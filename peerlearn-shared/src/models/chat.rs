/// One-to-one conversations and their messages
///
/// A conversation is keyed by the ordered participant pair
/// (`participant_a < participant_b`), so opening a conversation with someone
/// always lands on the same row regardless of who opens it.
///
/// # Schema
///
/// ```sql
/// CREATE TABLE chat_conversations (
///     id UUID PRIMARY KEY DEFAULT gen_random_uuid(),
///     participant_a UUID NOT NULL REFERENCES profiles(id) ON DELETE CASCADE,
///     participant_b UUID NOT NULL REFERENCES profiles(id) ON DELETE CASCADE,
///     last_message_at TIMESTAMPTZ,
///     created_at TIMESTAMPTZ NOT NULL DEFAULT NOW(),
///     CONSTRAINT chat_conversations_pair_key UNIQUE (participant_a, participant_b),
///     CONSTRAINT chat_conversations_ordered CHECK (participant_a < participant_b)
/// );
///
/// CREATE TABLE chat_messages (
///     id UUID PRIMARY KEY DEFAULT gen_random_uuid(),
///     conversation_id UUID NOT NULL REFERENCES chat_conversations(id) ON DELETE CASCADE,
///     sender_id UUID NOT NULL REFERENCES profiles(id) ON DELETE CASCADE,
///     body TEXT NOT NULL,
///     is_read BOOLEAN NOT NULL DEFAULT FALSE,
///     created_at TIMESTAMPTZ NOT NULL DEFAULT NOW()
/// );
/// ```

use chrono::{DateTime, Utc};
use serde::{Deserialize, Serialize};
use sqlx::{PgExecutor, PgPool};
use uuid::Uuid;

/// Orders a participant pair the way it is stored
pub fn ordered_pair(x: Uuid, y: Uuid) -> (Uuid, Uuid) {
    if x <= y {
        (x, y)
    } else {
        (y, x)
    }
}

#[derive(Debug, Clone, Serialize, Deserialize, sqlx::FromRow)]
pub struct Conversation {
    pub id: Uuid,
    pub participant_a: Uuid,
    pub participant_b: Uuid,
    pub last_message_at: Option<DateTime<Utc>>,
    pub created_at: DateTime<Utc>,
}

impl Conversation {
    pub fn has_participant(&self, user_id: Uuid) -> bool {
        self.participant_a == user_id || self.participant_b == user_id
    }

    /// The participant that is not `user_id`
    pub fn other_participant(&self, user_id: Uuid) -> Uuid {
        if self.participant_a == user_id {
            self.participant_b
        } else {
            self.participant_a
        }
    }
}

/// Conversation as listed to one participant
#[derive(Debug, Clone, Serialize, Deserialize, sqlx::FromRow)]
pub struct ConversationSummary {
    pub id: Uuid,
    pub other_user_id: Uuid,
    pub other_user_name: String,
    pub other_user_avatar: Option<String>,
    pub last_message_at: Option<DateTime<Utc>>,
    pub last_message: Option<String>,
    pub unread_count: i64,
}

#[derive(Debug, Clone, Serialize, Deserialize, sqlx::FromRow)]
pub struct ChatMessage {
    pub id: Uuid,
    pub conversation_id: Uuid,
    pub sender_id: Uuid,
    pub body: String,
    pub is_read: bool,
    pub created_at: DateTime<Utc>,
}

const CONVERSATION_COLUMNS: &str = "id, participant_a, participant_b, last_message_at, created_at";

impl Conversation {
    /// Returns the conversation between two users, creating it if needed
    pub async fn get_or_create(pool: &PgPool, x: Uuid, y: Uuid) -> Result<Self, sqlx::Error> {
        let (a, b) = ordered_pair(x, y);

        // The no-op update makes RETURNING yield the existing row on conflict.
        let sql = format!(
            r#"
            INSERT INTO chat_conversations (participant_a, participant_b)
            VALUES ($1, $2)
            ON CONFLICT ON CONSTRAINT chat_conversations_pair_key
                DO UPDATE SET participant_a = EXCLUDED.participant_a
            RETURNING {}
            "#,
            CONVERSATION_COLUMNS
        );

        sqlx::query_as::<_, Conversation>(&sql)
            .bind(a)
            .bind(b)
            .fetch_one(pool)
            .await
    }

    pub async fn find_by_id(pool: &PgPool, id: Uuid) -> Result<Option<Self>, sqlx::Error> {
        let sql = format!(
            "SELECT {} FROM chat_conversations WHERE id = $1",
            CONVERSATION_COLUMNS
        );

        sqlx::query_as::<_, Conversation>(&sql)
            .bind(id)
            .fetch_optional(pool)
            .await
    }

    /// Conversations of a user, most recent activity first
    pub async fn list_for_user(
        pool: &PgPool,
        user_id: Uuid,
    ) -> Result<Vec<ConversationSummary>, sqlx::Error> {
        sqlx::query_as::<_, ConversationSummary>(
            r#"
            SELECT c.id,
                   p.id AS other_user_id,
                   p.full_name AS other_user_name,
                   p.avatar_url AS other_user_avatar,
                   c.last_message_at,
                   (SELECT m.body FROM chat_messages m
                     WHERE m.conversation_id = c.id
                     ORDER BY m.created_at DESC LIMIT 1) AS last_message,
                   (SELECT COUNT(*) FROM chat_messages m
                     WHERE m.conversation_id = c.id
                       AND m.sender_id <> $1 AND NOT m.is_read) AS unread_count
            FROM chat_conversations c
            JOIN profiles p
              ON p.id = CASE WHEN c.participant_a = $1 THEN c.participant_b ELSE c.participant_a END
            WHERE c.participant_a = $1 OR c.participant_b = $1
            ORDER BY c.last_message_at DESC NULLS LAST, c.created_at DESC
            "#,
        )
        .bind(user_id)
        .fetch_all(pool)
        .await
    }

    pub async fn touch(executor: impl PgExecutor<'_>, id: Uuid) -> Result<(), sqlx::Error> {
        sqlx::query("UPDATE chat_conversations SET last_message_at = NOW() WHERE id = $1")
            .bind(id)
            .execute(executor)
            .await?;

        Ok(())
    }

    /// Marks every message sent to `reader_id` in the conversation as read
    pub async fn mark_read(pool: &PgPool, id: Uuid, reader_id: Uuid) -> Result<u64, sqlx::Error> {
        let result = sqlx::query(
            r#"
            UPDATE chat_messages SET is_read = TRUE
            WHERE conversation_id = $1 AND sender_id <> $2 AND NOT is_read
            "#,
        )
        .bind(id)
        .bind(reader_id)
        .execute(pool)
        .await?;

        Ok(result.rows_affected())
    }
}

impl ChatMessage {
    pub async fn insert(
        executor: impl PgExecutor<'_>,
        conversation_id: Uuid,
        sender_id: Uuid,
        body: &str,
    ) -> Result<Self, sqlx::Error> {
        sqlx::query_as::<_, ChatMessage>(
            r#"
            INSERT INTO chat_messages (conversation_id, sender_id, body)
            VALUES ($1, $2, $3)
            RETURNING id, conversation_id, sender_id, body, is_read, created_at
            "#,
        )
        .bind(conversation_id)
        .bind(sender_id)
        .bind(body)
        .fetch_one(executor)
        .await
    }

    /// Messages oldest first
    pub async fn list(
        pool: &PgPool,
        conversation_id: Uuid,
        limit: i64,
        offset: i64,
    ) -> Result<Vec<Self>, sqlx::Error> {
        sqlx::query_as::<_, ChatMessage>(
            r#"
            SELECT id, conversation_id, sender_id, body, is_read, created_at
            FROM chat_messages
            WHERE conversation_id = $1
            ORDER BY created_at ASC, id ASC
            LIMIT $2 OFFSET $3
            "#,
        )
        .bind(conversation_id)
        .bind(limit)
        .bind(offset)
        .fetch_all(pool)
        .await
    }
}

#[cfg(test)]
mod tests {
    use super::*;

    #[test]
    fn test_ordered_pair_is_symmetric() {
        let x = Uuid::new_v4();
        let y = Uuid::new_v4();
        assert_eq!(ordered_pair(x, y), ordered_pair(y, x));
        let (a, b) = ordered_pair(x, y);
        assert!(a <= b);
    }

    #[test]
    fn test_other_participant() {
        let (a, b) = ordered_pair(Uuid::new_v4(), Uuid::new_v4());
        let conversation = Conversation {
            id: Uuid::new_v4(),
            participant_a: a,
            participant_b: b,
            last_message_at: None,
            created_at: Utc::now(),
        };

        assert_eq!(conversation.other_participant(a), b);
        assert_eq!(conversation.other_participant(b), a);
        assert!(conversation.has_participant(a));
        assert!(!conversation.has_participant(Uuid::new_v4()));
    }
}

▸ Exercise: Looking at the data above, count every line holding the word "profiles" and state only the count.

▸ Solved exercise: 4